C'étaient les vacances scolaires.

Pourvu qu'il ne pleuve pas, afin qu'on ne s'étonne pas de les voir partir dans les bois par mauvais temps !

Ni l'un ni l'autre ne pipèrent mot à leurs parents, comme ils en avaient convenu : les parents sont toujours inquiets pour tout et n'importe quoi et auraient été capables de leur interdire de visiter ce trou, ou bien, au mieux, d'exiger de les accompagner, repoussant sans doute ainsi l'exploration à la Saint Glinglin...


Le lendemain matin, il faisait très beau.

Ils se hâtèrent dans la forêt.
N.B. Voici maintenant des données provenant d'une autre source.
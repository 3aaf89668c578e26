use facet_model::FieldKind;
use thiserror::Error;

#[derive(Debug, Error)]
pub enum StateError {
    #[error("panel {panel} has no field named {field}")]
    UnknownField { panel: String, field: String },

    #[error("field {field} holds {expected} values, got {actual}")]
    KindMismatch {
        field: String,
        expected: FieldKind,
        actual: FieldKind,
    },

    #[error("panel {panel} has no sort configured")]
    SortNotConfigured { panel: String },

    #[error("invalid binding in panel {panel}: {source}")]
    Binding {
        panel: String,
        #[source]
        source: facet_model::ModelError,
    },

    #[error("failed to schedule commit: {0}")]
    Sync(#[from] facet_sync::SyncError),
}

pub type Result<T> = std::result::Result<T, StateError>;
Cela représentait tout de même une belle trotte depuis l'orée du bois jusqu'à l'anfractuosité.

Julien serrait dans sa poche la petite lampe puissante qu'il avait subtilisée discrètement dans l'atelier de son père. Il avait vérifié, les piles étaient bonnes.


Arrivés sur place, il descendirent chacun leur tour dans le trou en s'aidant mutuellement. Là où était tombé Rusty, le sol était meuble, ce qui amortissait l'atterrissage et expliquait que le chien ne se soit pas blessé.

Julien sortit la lampe et ils s'avancèrent dans la galerie qui faisait un coude. Comme l'avait distingué Benjamin, de gros rochers encombraient partiellement l'accès mais il n'était toutefois pas bien difficile de cheminer entre eux avec l'aide de cet éclairage puissant.

L'endroit était un peu surréaliste, notamment parce que de grosses racines pendaient du « plafond » : les arbres de la surface.

Il ne faisait pas chaud là-dessous mais, curieusement, on aurait pu s'attendre à plus d'humidité.


Après avoir parcouru une dizaine de pas et franchi le coude, ils virent, incrédules, dans le faisceau de la lampe, des caisses de bois posées le long de la paroi de gauche sur des bâches en plastique vert recouvrant le sol.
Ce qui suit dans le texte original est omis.